Directions for this task ▸ In the records below, find the line that contains "to read response", then write out that line and each one after it exactly, up to and including the last.
Records to process below:
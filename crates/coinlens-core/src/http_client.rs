use std::collections::BTreeMap;
use std::fmt::{Display, Formatter};
use std::future::Future;
use std::pin::Pin;
use std::sync::Arc;
use std::time::Duration;

/// Default per-request timeout for upstream calls.
pub const DEFAULT_TIMEOUT_MS: u64 = 10_000;

/// Authentication convention of an upstream provider.
#[derive(Debug, Clone, PartialEq, Eq)]
pub enum HttpAuth {
    None,
    Header { name: String, value: String },
    QueryParam { name: String, value: String },
}

impl HttpAuth {
    pub fn header(name: impl Into<String>, value: impl Into<String>) -> Self {
        Self::Header {
            name: name.into(),
            value: value.into(),
        }
    }

    pub fn query_param(name: impl Into<String>, value: impl Into<String>) -> Self {
        Self::QueryParam {
            name: name.into(),
            value: value.into(),
        }
    }
}

/// Outgoing GET request built by an adapter.
#[derive(Debug, Clone, PartialEq, Eq)]
pub struct HttpRequest {
    pub url: String,
    pub headers: BTreeMap<String, String>,
    pub timeout_ms: u64,
}

impl HttpRequest {
    pub fn get(url: impl Into<String>) -> Self {
        Self {
            url: url.into(),
            headers: BTreeMap::new(),
            timeout_ms: DEFAULT_TIMEOUT_MS,
        }
    }

    pub fn with_header(mut self, name: impl Into<String>, value: impl Into<String>) -> Self {
        self.headers
            .insert(name.into().to_ascii_lowercase(), value.into());
        self
    }

    /// Appends a percent-encoded query parameter.
    pub fn with_query(mut self, name: &str, value: &str) -> Self {
        let separator = if self.url.contains('?') { '&' } else { '?' };
        self.url = format!(
            "{}{separator}{}={}",
            self.url,
            urlencoding::encode(name),
            urlencoding::encode(value)
        );
        self
    }

    pub fn with_auth(self, auth: &HttpAuth) -> Self {
        match auth {
            HttpAuth::None => self,
            HttpAuth::Header { name, value } => self.with_header(name.as_str(), value.as_str()),
            HttpAuth::QueryParam { name, value } => self.with_query(name, value),
        }
    }

    pub fn with_timeout_ms(mut self, timeout_ms: u64) -> Self {
        self.timeout_ms = timeout_ms;
        self
    }

    /// URL with credential-bearing query parameters masked, for logs.
    pub fn redacted_url(&self, secret_param: Option<&str>) -> String {
        let Some(secret_param) = secret_param else {
            return self.url.clone();
        };
        let Some((base, query)) = self.url.split_once('?') else {
            return self.url.clone();
        };

        let masked = query
            .split('&')
            .map(|pair| match pair.split_once('=') {
                Some((name, _)) if name == secret_param => format!("{name}=***"),
                _ => pair.to_owned(),
            })
            .collect::<Vec<_>>()
            .join("&");
        format!("{base}?{masked}")
    }
}

/// Raw upstream response.
#[derive(Debug, Clone, PartialEq, Eq)]
pub struct HttpResponse {
    pub status: u16,
    pub body: String,
}

impl HttpResponse {
    pub fn ok_json(body: impl Into<String>) -> Self {
        Self::with_status(200, body)
    }

    pub fn with_status(status: u16, body: impl Into<String>) -> Self {
        Self {
            status,
            body: body.into(),
        }
    }

    pub const fn is_success(&self) -> bool {
        self.status >= 200 && self.status < 300
    }

    pub const fn is_rate_limited(&self) -> bool {
        self.status == 429
    }
}

/// Transport-level HTTP error: the request never produced a status code.
#[derive(Debug, Clone, PartialEq, Eq)]
pub struct HttpError {
    message: String,
}

impl HttpError {
    pub fn new(message: impl Into<String>) -> Self {
        Self {
            message: message.into(),
        }
    }

    pub fn message(&self) -> &str {
        &self.message
    }
}

impl Display for HttpError {
    fn fmt(&self, f: &mut Formatter<'_>) -> std::fmt::Result {
        f.write_str(&self.message)
    }
}

impl std::error::Error for HttpError {}

/// Transport seam used by every provider adapter.
pub trait HttpClient: Send + Sync {
    fn execute<'a>(
        &'a self,
        request: HttpRequest,
    ) -> Pin<Box<dyn Future<Output = Result<HttpResponse, HttpError>> + Send + 'a>>;
}

/// Production HTTP client backed by reqwest.
#[derive(Debug, Clone)]
pub struct ReqwestHttpClient {
    client: Arc<reqwest::Client>,
}

impl ReqwestHttpClient {
    pub fn new() -> Self {
        Self {
            client: Arc::new(
                reqwest::Client::builder()
                    .user_agent(concat!("coinlens/", env!("CARGO_PKG_VERSION")))
                    .build()
                    .unwrap_or_else(|_| reqwest::Client::new()),
            ),
        }
    }
}

impl Default for ReqwestHttpClient {
    fn default() -> Self {
        Self::new()
    }
}

impl HttpClient for ReqwestHttpClient {
    fn execute<'a>(
        &'a self,
        request: HttpRequest,
    ) -> Pin<Box<dyn Future<Output = Result<HttpResponse, HttpError>> + Send + 'a>> {
        Box::pin(async move {
            let mut builder = self
                .client
                .get(&request.url)
                .timeout(Duration::from_millis(request.timeout_ms));

            for (name, value) in &request.headers {
                builder = builder.header(name, value);
            }

            let response = builder.send().await.map_err(|e| {
                if e.is_timeout() {
                    HttpError::new(format!("request timeout: {e}"))
                } else if e.is_connect() {
                    HttpError::new(format!("connection failed: {e}"))
                } else {
                    HttpError::new(format!("request failed: {e}"))
                }
            })?;

            let status = response.status().as_u16();
            let body = response
                .text()
                .await
                .map_err(|e| HttpError::new(format!("failed to read response body: {e}")))?;

            Ok(HttpResponse { status, body })
        })
    }
}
End of Records to process.
Result below ▸
                .map_err(|e| HttpError::new(format!("failed to read response body: {e}")))?;

            Ok(HttpResponse { status, body })
        })
    }
}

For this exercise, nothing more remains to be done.